Cui Yi-Yang, Xu Zi-Qing, Hou Huai-Jing, Zhang Jie, Xue Jian-Jun
First School of Clinical Medicine, Gansu University of Chinese Medicine, Chengguan District, Lanzhou, China.
Department of Anesthesiology, Gansu Province Hospital of Traditional Chinese Medicine, Lanzhou, China; Gansu Clinical Research Center of Integrative Anesthesiology, Lanzhou, China.
J Cardiothorac Vasc Anesth. 2024 May;38(5):1228-1238. doi: 10.1053/j.jvca.2024.02.016. Epub 2024 Feb 23.
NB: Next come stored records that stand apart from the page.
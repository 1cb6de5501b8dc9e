//! Logging decorator for artifact stores.

use std::path::{Path, PathBuf};

use async_trait::async_trait;
use tracing::{debug, info};

use super::{ArtifactStore, Payload, StoreError};
use crate::artifact::Artifact;

/// Forwards every call to `inner`, logging descriptor and outcome.
pub struct LoggingStore<S> {
  inner: S,
}

impl<S: ArtifactStore> LoggingStore<S> {
  pub fn new(inner: S) -> Self {
    Self { inner }
  }
}

#[async_trait]
impl<S: ArtifactStore> ArtifactStore for LoggingStore<S> {
  async fn exists(&self, artifact: &Artifact) -> Result<bool, StoreError> {
    let exists = self.inner.exists(artifact).await?;
    debug!(descriptor = %artifact.descriptor, exists, "checked store");
    Ok(exists)
  }

  async fn store(&self, artifact: &Artifact, payload: Payload) -> Result<(), StoreError> {
    debug!(descriptor = %artifact.descriptor, path = %payload.path().display(), "storing artifact");
    self.inner.store(artifact, payload).await
  }

  async fn file(&self, artifact: &Artifact) -> Result<PathBuf, StoreError> {
    debug!(descriptor = %artifact.descriptor, "reading file from store");
    self.inner.file(artifact).await
  }

  async fn directory(&self, artifact: &Artifact) -> Result<PathBuf, StoreError> {
    debug!(descriptor = %artifact.descriptor, "reading directory from store");
    self.inner.directory(artifact).await
  }

  async fn export(&self, artifact: &Artifact, destination: &Path, checksum: bool) -> Result<Vec<PathBuf>, StoreError> {
    info!(
      descriptor = %artifact.descriptor,
      destination = %destination.display(),
      checksum,
      "exporting artifact"
    );
    let written = self.inner.export(artifact, destination, checksum).await?;
    for path in &written {
      info!(descriptor = %artifact.descriptor, path = %path.display(), "exported");
    }
    Ok(written)
  }
}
Pediatric patients undergoing cardiac surgery usually experience significant surgical pain. Additionally, the effect of poor surgical analgesia creates a pain continuum that extends to the postoperative period. Transversus thoracic muscle plane block (TTMPB) is a novel plane block technique that can provide analgesia to the anterior chest wall. The analgesic role of TTMPB in pediatric cardiac surgery is still uncertain. A meta-analysis was conducted to determine the analgesic efficacy of this procedure.
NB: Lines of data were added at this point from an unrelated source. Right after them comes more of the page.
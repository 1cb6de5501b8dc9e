//! The execution engine collaborator.
//!
//! Artifact handlers describe *how* to produce their output as a [`Builder`]:
//! a working directory, environment, named input paths and an ordered list of
//! shell commands. The [`Engine`] owns scratch space and runs builders; the
//! orchestration core only passes builders between a handler's `builder` and
//! `build_*` methods and never looks inside them.

mod cmd;

use std::collections::BTreeMap;
use std::path::{Path, PathBuf};

use serde::Serialize;
use thiserror::Error;
use tracing::{debug, info};

use crate::util::hash::{ContentHash, Hashable, hash_bytes, hash_path};

pub use cmd::execute_cmd;

/// Errors raised by the engine.
#[derive(Debug, Error)]
pub enum EngineError {
  #[error("io error: {0}")]
  Io(#[from] std::io::Error),

  #[error("command failed with exit code {code:?}: {cmd}\n{stderr}")]
  CmdFailed {
    cmd: String,
    code: Option<i32>,
    stderr: String,
  },

  #[error("failed to serialize builder definition: {0}")]
  Definition(#[from] serde_json::Error),

  #[error("builder '{builder}' has no input named '{name}'")]
  MissingInput { builder: String, name: String },

  #[error("engine task failed: {0}")]
  Task(#[from] tokio::task::JoinError),
}

/// An opaque, serializable description of an execution environment.
#[derive(Debug, Clone, Default, PartialEq, Eq, Serialize)]
pub struct Builder {
  pub name: String,
  pub workdir: Option<PathBuf>,
  pub env: BTreeMap<String, String>,
  /// Paths the commands read, exported to them as environment variables.
  pub inputs: BTreeMap<String, PathBuf>,
  /// Machine-local cache directories, exported like `env` but never part of
  /// the content key.
  pub caches: BTreeMap<String, PathBuf>,
  pub commands: Vec<String>,
}

impl Hashable for Builder {}

impl Builder {
  pub fn new(name: impl Into<String>) -> Self {
    Self {
      name: name.into(),
      ..Self::default()
    }
  }

  pub fn with_workdir(mut self, workdir: impl Into<PathBuf>) -> Self {
    self.workdir = Some(workdir.into());
    self
  }

  pub fn with_env(mut self, key: impl Into<String>, value: impl Into<String>) -> Self {
    self.env.insert(key.into(), value.into());
    self
  }

  pub fn with_input(mut self, name: impl Into<String>, path: impl Into<PathBuf>) -> Self {
    self.inputs.insert(name.into(), path.into());
    self
  }

  pub fn with_cache(mut self, name: impl Into<String>, path: impl Into<PathBuf>) -> Self {
    self.caches.insert(name.into(), path.into());
    self
  }

  pub fn with_command(mut self, command: impl Into<String>) -> Self {
    self.commands.push(command.into());
    self
  }

  pub fn input(&self, name: &str) -> Result<&Path, EngineError> {
    self
      .inputs
      .get(name)
      .map(PathBuf::as_path)
      .ok_or_else(|| EngineError::MissingInput {
        builder: self.name.clone(),
        name: name.to_string(),
      })
  }

  /// Key identifying this builder's execution graph by content.
  ///
  /// Covers name, environment and commands plus the SHA-256 of the working
  /// directory and of every input. Paths and cache locations are left out so
  /// the key is stable across machines.
  pub async fn content_key(&self) -> Result<ContentHash, EngineError> {
    let inputs = self.inputs.clone();
    let workdir = self.workdir.clone();
    let (workdir_hash, input_hashes) = tokio::task::spawn_blocking(move || -> std::io::Result<_> {
      let workdir_hash = workdir.as_deref().map(hash_path).transpose()?.map(|hash| hash.0);
      let input_hashes = inputs
        .iter()
        .map(|(name, path)| Ok((name.clone(), hash_path(path)?.0)))
        .collect::<std::io::Result<BTreeMap<String, String>>>()?;
      Ok((workdir_hash, input_hashes))
    })
    .await??;

    #[derive(Serialize)]
    struct Key<'a> {
      name: &'a str,
      env: &'a BTreeMap<String, String>,
      commands: &'a [String],
      workdir: Option<String>,
      inputs: BTreeMap<String, String>,
    }

    let serialized = serde_json::to_vec(&Key {
      name: &self.name,
      env: &self.env,
      commands: &self.commands,
      workdir: workdir_hash,
      inputs: input_hashes,
    })?;
    Ok(hash_bytes(&serialized))
  }
}

/// Runs builders in isolated scratch directories under `root`.
#[derive(Debug, Clone)]
pub struct Engine {
  root: PathBuf,
  shell: Option<String>,
}

impl Engine {
  pub fn new(root: impl Into<PathBuf>) -> Self {
    Self {
      root: root.into(),
      shell: None,
    }
  }

  /// Override the shell used to run commands.
  pub fn with_shell(mut self, shell: impl Into<String>) -> Self {
    self.shell = Some(shell.into());
    self
  }

  pub fn root(&self) -> &Path {
    &self.root
  }

  /// A fresh, empty output directory reserved for `builder`.
  pub async fn output_dir(&self, builder: &Builder) -> Result<PathBuf, EngineError> {
    let hash = builder.compute_hash()?;
    let dir = self.root.join("out").join(format!("{}-{}", builder.name, hash));
    if tokio::fs::try_exists(&dir).await? {
      tokio::fs::remove_dir_all(&dir).await?;
    }
    tokio::fs::create_dir_all(&dir).await?;
    Ok(dir)
  }

  /// Run every command of `builder` in order and return its output directory.
  ///
  /// Commands see the builder's environment, each input and cache under its
  /// own name, and `out` pointing at the output directory.
  pub async fn run(&self, builder: &Builder) -> Result<PathBuf, EngineError> {
    let out_dir = self.output_dir(builder).await?;
    info!(builder = %builder.name, commands = builder.commands.len(), "running builder");

    let mut env = builder.env.clone();
    for (name, path) in builder.inputs.iter().chain(&builder.caches) {
      env.insert(name.clone(), path.to_string_lossy().to_string());
    }
    env.insert("out".to_string(), out_dir.to_string_lossy().to_string());

    let cwd = builder.workdir.as_deref().unwrap_or(&out_dir);
    for (idx, command) in builder.commands.iter().enumerate() {
      debug!(builder = %builder.name, step = idx, "executing command");
      execute_cmd(command, &env, cwd, self.shell.as_deref()).await?;
    }

    Ok(out_dir)
  }

  /// Run a single command, returning its trimmed stdout.
  pub async fn exec(&self, command: &str, env: &BTreeMap<String, String>, cwd: &Path) -> Result<String, EngineError> {
    execute_cmd(command, env, cwd, self.shell.as_deref()).await
  }
}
Systematic review and meta-analysis. PubMed, Embase, Web of Science, CENTRAL, WanFang Data, and the China National Knowledge Infrastructure were searched to November 2023, and the Grading of Recommendations Assessment, Development, and Evaluation approach was followed to evaluate the certainty of evidence.
Eligible studies enrolled pediatric patients from 2 months to 12 years old scheduled to undergo cardiac surgery, and randomized them to receive a TTMPB or no block/sham block.
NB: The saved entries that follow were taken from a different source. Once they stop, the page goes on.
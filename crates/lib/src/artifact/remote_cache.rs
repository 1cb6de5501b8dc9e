//! Remote cache decorator.
//!
//! Before running a real build, [`RemoteCacheHandler`] computes the builder's
//! content key and asks a [`RemoteCache`] for a pre-built payload. On a miss it
//! builds through the inner handler and publishes the result.

use std::path::{Path, PathBuf};
use std::sync::Arc;

use async_trait::async_trait;
use tracing::{debug, info, warn};

use super::{Artifact, ArtifactError, ArtifactHandler, ArtifactType, BuildOpts};
use crate::engine::{Builder, Engine};
use crate::util::fs::copy_path;
use crate::util::hash::ContentHash;

/// Marker written last when publishing, so partial entries are never served.
const COMPLETE_MARKER: &str = ".complete";

/// Name of the payload inside a cache entry.
const PAYLOAD: &str = "payload";

/// A store of pre-built payloads keyed by builder content.
#[async_trait]
pub trait RemoteCache: Send + Sync {
  /// Copy the payload for `key` to `dest`. Returns `false` on a miss.
  async fn fetch(&self, key: &ContentHash, dest: &Path) -> Result<bool, ArtifactError>;

  /// Publish the payload at `path` under `key`.
  async fn publish(&self, key: &ContentHash, path: &Path) -> Result<(), ArtifactError>;
}

/// A [`RemoteCache`] backed by a shared directory (network mount, CI cache).
///
/// Layout: `<root>/<key>/payload` plus a `.complete` marker.
#[derive(Debug, Clone)]
pub struct DirectoryCache {
  root: PathBuf,
}

impl DirectoryCache {
  pub fn new(root: impl Into<PathBuf>) -> Self {
    Self { root: root.into() }
  }

  fn entry(&self, key: &ContentHash) -> PathBuf {
    self.root.join(&key.0)
  }
}

#[async_trait]
impl RemoteCache for DirectoryCache {
  async fn fetch(&self, key: &ContentHash, dest: &Path) -> Result<bool, ArtifactError> {
    let entry = self.entry(key);
    if !tokio::fs::try_exists(entry.join(COMPLETE_MARKER)).await? {
      return Ok(false);
    }

    let payload = entry.join(PAYLOAD);
    let dest = dest.to_path_buf();
    tokio::task::spawn_blocking(move || copy_path(&payload, &dest)).await??;
    Ok(true)
  }

  async fn publish(&self, key: &ContentHash, path: &Path) -> Result<(), ArtifactError> {
    let entry = self.entry(key);
    if tokio::fs::try_exists(entry.join(COMPLETE_MARKER)).await? {
      return Ok(());
    }

    let root = self.root.clone();
    let path = path.to_path_buf();
    tokio::task::spawn_blocking(move || -> std::io::Result<()> {
      std::fs::create_dir_all(&root)?;
      let staging = tempfile::Builder::new().prefix(".publish-").tempdir_in(&root)?;
      copy_path(&path, &staging.path().join(PAYLOAD))?;
      std::fs::write(staging.path().join(COMPLETE_MARKER), b"")?;

      let staged = staging.keep();
      if let Err(e) = std::fs::rename(&staged, &entry) {
        // Another publisher won the race; its entry is equivalent.
        std::fs::remove_dir_all(&staged)?;
        if !entry.join(COMPLETE_MARKER).exists() {
          return Err(e);
        }
      }
      Ok(())
    })
    .await??;
    Ok(())
  }
}

/// Restores payloads from a [`RemoteCache`] before falling back to `inner`.
pub struct RemoteCacheHandler {
  inner: Box<dyn ArtifactHandler>,
  cache: Arc<dyn RemoteCache>,
}

impl RemoteCacheHandler {
  pub fn new(inner: Box<dyn ArtifactHandler>, cache: Arc<dyn RemoteCache>) -> Self {
    Self { inner, cache }
  }

  async fn cached_build(
    &self,
    artifact_type: ArtifactType,
    builder: &Builder,
    opts: &BuildOpts<'_>,
  ) -> Result<PathBuf, ArtifactError> {
    let key = builder.content_key().await?;
    let filename = self.inner.filename()?;
    let basename = Path::new(&filename)
      .file_name()
      .map(PathBuf::from)
      .unwrap_or_else(|| PathBuf::from(PAYLOAD));
    let dest = opts.engine.root().join("remote").join(&key.0).join(basename);

    if self.cache.fetch(&key, &dest).await? {
      info!(filename = %filename, key = %key, "remote cache hit");
      return Ok(dest);
    }
    debug!(filename = %filename, key = %key, "remote cache miss");

    let path = match artifact_type {
      ArtifactType::File => self.inner.build_file(builder, opts).await?,
      ArtifactType::Directory => self.inner.build_dir(builder, opts).await?,
    };

    if let Err(e) = self.cache.publish(&key, &path).await {
      warn!(filename = %filename, key = %key, error = %e, "failed to publish to remote cache");
    }
    Ok(path)
  }
}

#[async_trait]
impl ArtifactHandler for RemoteCacheHandler {
  fn filename(&self) -> Result<String, ArtifactError> {
    self.inner.filename()
  }

  async fn dependencies(&self) -> Result<Vec<Arc<Artifact>>, ArtifactError> {
    self.inner.dependencies().await
  }

  async fn builder(&self, opts: &BuildOpts<'_>) -> Result<Builder, ArtifactError> {
    self.inner.builder(opts).await
  }

  async fn build_file(&self, builder: &Builder, opts: &BuildOpts<'_>) -> Result<PathBuf, ArtifactError> {
    self.cached_build(ArtifactType::File, builder, opts).await
  }

  async fn build_dir(&self, builder: &Builder, opts: &BuildOpts<'_>) -> Result<PathBuf, ArtifactError> {
    self.cached_build(ArtifactType::Directory, builder, opts).await
  }

  async fn verify_file(&self, engine: &Engine, file: &Path) -> Result<(), ArtifactError> {
    self.inner.verify_file(engine, file).await
  }

  async fn verify_directory(&self, engine: &Engine, dir: &Path) -> Result<(), ArtifactError> {
    self.inner.verify_directory(engine, dir).await
  }
}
Six studies that enrolled 601 pediatric patients were included. Low-certainty evidence from randomized trials showed that, compared with no block or sham block, TTMPB in pediatric patients undergoing cardiac surgery may reduce postoperative modified objective pain score at 12 hours (weighted mean difference [WMD] -2.20, 95% CI -2.73 to -1.68) and 24 hours (WMD -1.76, 95% CI -2.09 to -1.42), intraoperative opioid consumption (WMD -3.83, 95% CI -5.90 to -1.76 μg/kg), postoperative opioid consumption (WMD -2.51, 95% CI -2.84 to -2.18 μg/kg), length of intensive care unit (ICU) stay (WMD -5.56, 95% CI -8.30 to -2.83 hours), and extubation time (WMD -2.13, 95% CI -4.21 to -0.05 hours). Retrospective studies provided very low certainty that the results were consistent with the randomized trials.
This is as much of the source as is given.